The performance for 2009 was a predictably dismal fall of 13% to a market for electronics components of £2.9 billion. In truth, despite minor growth in 2004 and 2006, the market has tumbled every year from a high of £10.2bn in 2000 to its present level, due to a number of well-documented factors including the dot.com crash, globalisation and off-shoring, and more recently the credit crunch.
The return to some degree of growth in 2010 should therefore be a positive sign, but it will not be until during the second half of the year, according to afdec, that most of the industry’s 2.2% growth will occur. Even some of the flattening out over the coming half year may be no more than protecting stocks, as the growing strength of the Chinese market puts pressure on component lead times. 2010, according to these forecasts, would still be the second worst year for a decade, which takes some of the gloss off the fact that it is an improvement on this year.

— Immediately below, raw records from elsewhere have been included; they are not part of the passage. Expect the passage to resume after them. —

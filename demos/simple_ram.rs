//! Simple RAM example
//!
//! Demonstrates basic CPU initialization and execution with FlatMemory.
//!
//! This example shows:
//! - Creating a 64KB flat memory instance
//! - Loading a small program at 0x0000
//! - Stepping the CPU and inspecting state after each instruction
//!
//! Install any `log` backend to see the trace record the core emits per
//! instruction.

use emu6502::{decode, FlagName, FlatMemory, MemoryBus, CPU};

fn print_state(cpu: &CPU<FlatMemory>) {
    let flags: String = FlagName::ALL
        .iter()
        .map(|flag| {
            if cpu.flag(*flag) {
                flag.letter().to_ascii_uppercase()
            } else {
                '-'
            }
        })
        .collect();

    println!(
        "  PC: 0x{:04X}  A: 0x{:02X}  X: 0x{:02X}  Y: 0x{:02X}  SP: 0x{:02X}  P: 0x{:02X} [{}]",
        cpu.pc(),
        cpu.a(),
        cpu.x(),
        cpu.y(),
        cpu.sp(),
        cpu.status(),
        flags
    );
}

fn main() {
    println!("6502 CPU Emulator Core - Simple RAM Example");
    println!("===========================================\n");

    let mut memory = FlatMemory::new();

    // LDA #$05; STA $10; LDA $10; INX; .byte $02 (undocumented)
    let program = [0xA9, 0x05, 0x85, 0x10, 0xA5, 0x10, 0xE8, 0x02];
    memory.load(0x0000, &program);

    println!("Loaded {} bytes at 0x0000\n", program.len());

    let mut cpu = CPU::new(memory);

    println!("CPU Initial State:");
    print_state(&cpu);
    println!();

    for step in 1..=5 {
        let pc_before = cpu.pc();
        let opcode = cpu.read_memory(pc_before);
        let metadata = decode(opcode);

        cpu.step();

        println!(
            "Step {}: 0x{:04X}  {:02X}  {} {:?} ({} bytes)",
            step,
            pc_before,
            opcode,
            metadata.mnemonic,
            metadata.addressing_mode,
            metadata.size_bytes()
        );
        print_state(&cpu);
    }

    println!("\nMemory at 0x0010: 0x{:02X}", cpu.read_memory(0x0010));
    println!("\nExample complete!");
}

Other items in the forecast are that most countries around the world will have a fairly static 2010 – even China and India despite having higher underlying growth levels – the inflationary impact of higher oil prices, continued problems for companies trying to get credit and a weak pound against the dollar and Euro.
On the whole then, according to these figures, 2010 does not sound like a barrel load of laughs, but there is reason at least to see that barrel as being half full, rather than half empty. One of the main problems in 2009 has been the complete lack of visibility, but with forecast like this one – indicating stability and slight growth – it is likely that some level of confidence will return to the electronics industry. The wider this confidence stretches throughout the supply chain the greater the visibility will be for every individual company within it.
And the other main positive is that we in the UK are not volume manufacturers any more. A small rise in component requirements can represent many prototypes and pre-production runs. It adds credence to the notion of innovating our way out of a recession – and innovation is not a parameter that can be numerical captured in a forecast such as this. I remain optimistic and enthusiastic about the year ahead.